Data records
--*--

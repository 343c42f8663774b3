//! Process-wide directory of namespace exporters.
//!
//! Exporters are created lazily on first lookup and live for the process
//! lifetime. Create-or-get is serialized so concurrent lookups of the same
//! namespace observe a single instance.

use std::collections::HashMap;
use std::sync::{Arc, Mutex, OnceLock, PoisonError};

use chrono::{SecondsFormat, Utc};

use super::VarExporter;
use crate::variable::{ManagedVariable, Variable};

/// Name of the global namespace.
pub const GLOBAL_NAMESPACE: &str = "";

fn registry() -> &'static Mutex<HashMap<String, Arc<VarExporter>>> {
    static NAMESPACES: OnceLock<Mutex<HashMap<String, Arc<VarExporter>>>> = OnceLock::new();
    NAMESPACES.get_or_init(|| Mutex::new(HashMap::new()))
}

/// The exporter for `namespace`, created on first access. The empty string
/// names the global namespace; use [`global`] for that.
pub fn for_namespace(namespace: &str) -> Arc<VarExporter> {
    let mut namespaces = registry().lock().unwrap_or_else(PoisonError::into_inner);
    Arc::clone(
        namespaces
            .entry(namespace.to_string())
            .or_insert_with(|| VarExporter::new(namespace)),
    )
}

/// The exporter for the global namespace.
pub fn global() -> Arc<VarExporter> {
    for_namespace(GLOBAL_NAMESPACE)
}

/// All namespace names known to the process, in sort order.
#[must_use]
pub fn namespaces() -> Vec<String> {
    let namespaces = registry().lock().unwrap_or_else(PoisonError::into_inner);
    let mut names: Vec<String> = namespaces.keys().cloned().collect();
    names.sort();
    names
}

/// Visit all variables of the given namespace.
pub fn visit_namespace_variables(namespace: &str, f: impl FnMut(&dyn Variable)) {
    for_namespace(namespace).visit_variables(f);
}

/// The process start-time variable, stamped on first access and visited by
/// every non-empty traversal.
pub(crate) fn start_time() -> &'static Arc<ManagedVariable> {
    static START_TIME: OnceLock<Arc<ManagedVariable>> = OnceLock::new();
    START_TIME.get_or_init(|| {
        let stamp = Utc::now().to_rfc3339_opts(SecondsFormat::Secs, true);
        Arc::new(
            ManagedVariable::builder("exporter-start-time")
                .doc("global start time of variable exporter")
                .value(stamp)
                .build()
                .expect("start-time variable has a non-empty name"),
        )
    })
}
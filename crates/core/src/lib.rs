#![deny(clippy::all)]
#![allow(clippy::module_name_repetitions)]

//! Runtime variable-export registry.
//!
//! Lets a process register named, dynamically readable values (counters,
//! gauges, status strings, nested maps) under namespaces and exposes them
//! for dumping and programmatic lookup. Lightweight operational
//! introspection for embedding in a running process, not a metrics pipeline.
//!
//! # Overview
//!
//! - [`variable`]: the [`Variable`](variable::Variable) contract and its
//!   variants (supplier-backed, managed, proxying, caching, per-entry).
//! - [`exporter`]: the per-namespace registry with parent forwarding and
//!   `container#key` sub-variable addressing, plus the process-wide
//!   namespace directory.
//! - [`value`]: the tagged value type moved across the export boundary.
//! - [`dump`]: property-line formatting and escaping.
//!
//! # Example
//!
//! ```
//! use std::sync::Arc;
//! use varexport_core::exporter::directory;
//! use varexport_core::value::Value;
//! use varexport_core::variable::ManagedVariable;
//!
//! let exporter = directory::for_namespace("readme-example");
//! let depth = Arc::new(
//!     ManagedVariable::builder("queue-depth")
//!         .doc("items waiting in the work queue")
//!         .value(Value::Int(5))
//!         .build()
//!         .unwrap(),
//! );
//! exporter.export(depth.clone());
//!
//! depth.set(Value::Int(12));
//! assert_eq!(exporter.get_value("queue-depth").unwrap(), Some(Value::Int(12)));
//! ```

pub mod dump;
pub mod exporter;
pub mod value;
pub mod variable;

pub use dump::DumpError;
pub use exporter::{VarExporter, directory};
pub use value::{Value, ValueMap};
pub use variable::{
    AccessError, BuildError, CachingVariable, EntryVariable, ExportSpec, ManagedVariable,
    ProxyVariable, SupplierVariable, Variable,
};

pub fn version() -> &'static str {
    env!("CARGO_PKG_VERSION")
}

--*--

_Work required_
Please output the exact lines of the records above, beginning with the first and stopping after the line that holds "the given namespace.", and nothing else.

_The completed task_
repository 343c42f8663774b3
//! Process-wide directory of namespace exporters.
//!
//! Exporters are created lazily on first lookup and live for the process
//! lifetime. Create-or-get is serialized so concurrent lookups of the same
//! namespace observe a single instance.

use std::collections::HashMap;
use std::sync::{Arc, Mutex, OnceLock, PoisonError};

use chrono::{SecondsFormat, Utc};

use super::VarExporter;
use crate::variable::{ManagedVariable, Variable};

/// Name of the global namespace.
pub const GLOBAL_NAMESPACE: &str = "";

fn registry() -> &'static Mutex<HashMap<String, Arc<VarExporter>>> {
    static NAMESPACES: OnceLock<Mutex<HashMap<String, Arc<VarExporter>>>> = OnceLock::new();
    NAMESPACES.get_or_init(|| Mutex::new(HashMap::new()))
}

/// The exporter for `namespace`, created on first access. The empty string
/// names the global namespace; use [`global`] for that.
pub fn for_namespace(namespace: &str) -> Arc<VarExporter> {
    let mut namespaces = registry().lock().unwrap_or_else(PoisonError::into_inner);
    Arc::clone(
        namespaces
            .entry(namespace.to_string())
            .or_insert_with(|| VarExporter::new(namespace)),
    )
}

/// The exporter for the global namespace.
pub fn global() -> Arc<VarExporter> {
    for_namespace(GLOBAL_NAMESPACE)
}

/// All namespace names known to the process, in sort order.
#[must_use]
pub fn namespaces() -> Vec<String> {
    let namespaces = registry().lock().unwrap_or_else(PoisonError::into_inner);
    let mut names: Vec<String> = namespaces.keys().cloned().collect();
    names.sort();
    names
}

/// Visit all variables of the given namespace.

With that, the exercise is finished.